12. File format validation, FASTQ example¶
12.1. Main Objectives¶
The main purpose of this recipe is to:
provide a FASTQ file validation solution
propose a general file validation workflow.
12.2. Graphical Overview¶
12.3. User Stories¶
The table below lists common file validation use cases. This recipe provides solutions with FASTQ files 1 as an example.
As a .. |
I want to .. |
So that I can .. |
---|---|---|
Data owner |
Validate my sequencing files before depositing to public archives |
Reduce the risk of submitting invalid files or submission rejection |
Data consumer |
Validate files before running analysis |
Avoid wasting time and resource processing corrupted files |
Data consumer |
Integrate file format validation into my data process pipeline |
Build a more reproducible and error-proof pipeline |
Data librarian |
Check files downloaded from unknown sources before deposition |
Ensure the file is usable in the future. |
12.4. Capability & Maturity Table¶
Capability |
Initial Maturity Level |
Final Maturity Level |
---|---|---|
Interoperability |
minimal |
repeatable |
12.5. FAIRification Objectives, Inputs and Outputs¶
Actions.Objectives.Tasks |
Input |
Output |
---|---|---|
Validation results |
12.6. Table of Data Standards¶
Data Formats |
Terminologies |
Models |
---|---|---|
FASTQ is the de facto sequencing file format and one of the most common file formats in bioinformatics analysis 2, 4. Researchers receive FASTQ files from various sources. These files are used intensively in automated bioinformatics analysis pipelines. Therefore, it is important to validate FASTQ files to improve the data reusability and build error-proof data analysis processes.

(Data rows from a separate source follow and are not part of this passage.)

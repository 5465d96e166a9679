//! Scheduler → Scorer → Writer, wired through two bounded queues and one
//! shared cancellation token.

use std::num::NonZeroUsize;
use std::sync::Arc;
use std::time::Duration;

use anyhow::{Result, anyhow};
use tokio::sync::mpsc;
use tokio::task::JoinHandle;
use tokio_util::sync::CancellationToken;
use tracing::{error, info};

use crate::config::Config;
use crate::observability::metrics::Metrics;
use crate::scheduler::Scheduler;
use crate::scoring::ScoringWeights;
use crate::store::RelevanceStore;

pub mod scorer;
pub mod writer;

pub use scorer::Scorer;
pub use writer::Writer;

const DEFAULT_QUEUE_CAPACITY: NonZeroUsize = match NonZeroUsize::new(1000) {
    Some(capacity) => capacity,
    None => unreachable!(),
};
const DEFAULT_REFRESH_INTERVAL: Duration = Duration::from_secs(600);

#[derive(Debug, Clone, Copy, PartialEq, Eq)]
pub struct PipelineSettings {
    /// Capacity of each of the two queues.
    pub queue_capacity: NonZeroUsize,
    pub refresh_interval: Duration,
}

impl Default for PipelineSettings {
    fn default() -> Self {
        Self {
            queue_capacity: DEFAULT_QUEUE_CAPACITY,
            refresh_interval: DEFAULT_REFRESH_INTERVAL,
        }
    }
}

impl From<&Config> for PipelineSettings {
    fn from(config: &Config) -> Self {
        Self {
            queue_capacity: config.queue_capacity(),
            refresh_interval: config.refresh_interval(),
        }
    }
}

/// Handle to the three running stages.
pub struct RelevancePipeline {
    cancel: CancellationToken,
    scheduler: JoinHandle<()>,
    scorer: JoinHandle<()>,
    writer: JoinHandle<()>,
}

impl RelevancePipeline {
    /// Spawns all three stages on the current runtime.
    #[must_use]
    pub fn spawn(
        store: Arc<dyn RelevanceStore>,
        weights: Arc<ScoringWeights>,
        settings: PipelineSettings,
        metrics: Arc<Metrics>,
        cancel: CancellationToken,
    ) -> Self {
        let capacity = settings.queue_capacity.get();
        let (input_tx, input_rx) = mpsc::channel(capacity);
        let (output_tx, output_rx) = mpsc::channel(capacity);

        let scheduler = Scheduler::new(
            Arc::clone(&store),
            Arc::clone(&metrics),
            settings.refresh_interval,
        );
        let scorer = Scorer::new(weights, Arc::clone(&metrics));
        let writer = Writer::new(store, metrics);

        info!(
            queue_capacity = capacity,
            refresh_interval_secs = settings.refresh_interval.as_secs(),
            "starting relevance pipeline"
        );

        Self {
            scheduler: tokio::spawn(scheduler.start_reading(input_tx, cancel.clone())),
            scorer: tokio::spawn(scorer.run(input_rx, output_tx, cancel.clone())),
            writer: tokio::spawn(writer.start_updating(output_rx, cancel.clone())),
            cancel,
        }
    }

    #[must_use]
    pub fn cancellation_token(&self) -> CancellationToken {
        self.cancel.clone()
    }

    /// Cancels every stage and waits for all of them to return.
    ///
    /// # Errors
    /// Returns an error if any stage panicked.
    pub async fn shutdown(self) -> Result<()> {
        self.cancel.cancel();
        self.join().await
    }

    /// Waits for all three stages to return without cancelling them.
    ///
    /// # Errors
    /// Returns an error if any stage panicked.
    pub async fn join(self) -> Result<()> {
        let (scheduler, scorer, writer) = tokio::join!(self.scheduler, self.scorer, self.writer);

        let mut failed = Vec::new();
        for (stage, result) in [("scheduler", scheduler), ("scorer", scorer), ("writer", writer)] {
            if let Err(err) = result {
                error!(stage, error = %err, "pipeline stage terminated abnormally");
                failed.push(stage);
            }
        }

        if failed.is_empty() {
            info!("relevance pipeline stopped");
            Ok(())
        } else {
            Err(anyhow!("pipeline stages failed: {}", failed.join(", ")))
        }
    }
}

FASTQ validators detect truncated reads, base calls and quality score mismatches, invalid encoding, etc. For paired-end reads, they also check if the forward reads match with the reverse reads. Most validators can process different FASTQ variants automatically and handle compressed FASTQ files.
FASTQ-utils is an open-source software to validate and process FASTQ files. It has been applied in the European Nucleotide Archive(ENA), and several research initiatives.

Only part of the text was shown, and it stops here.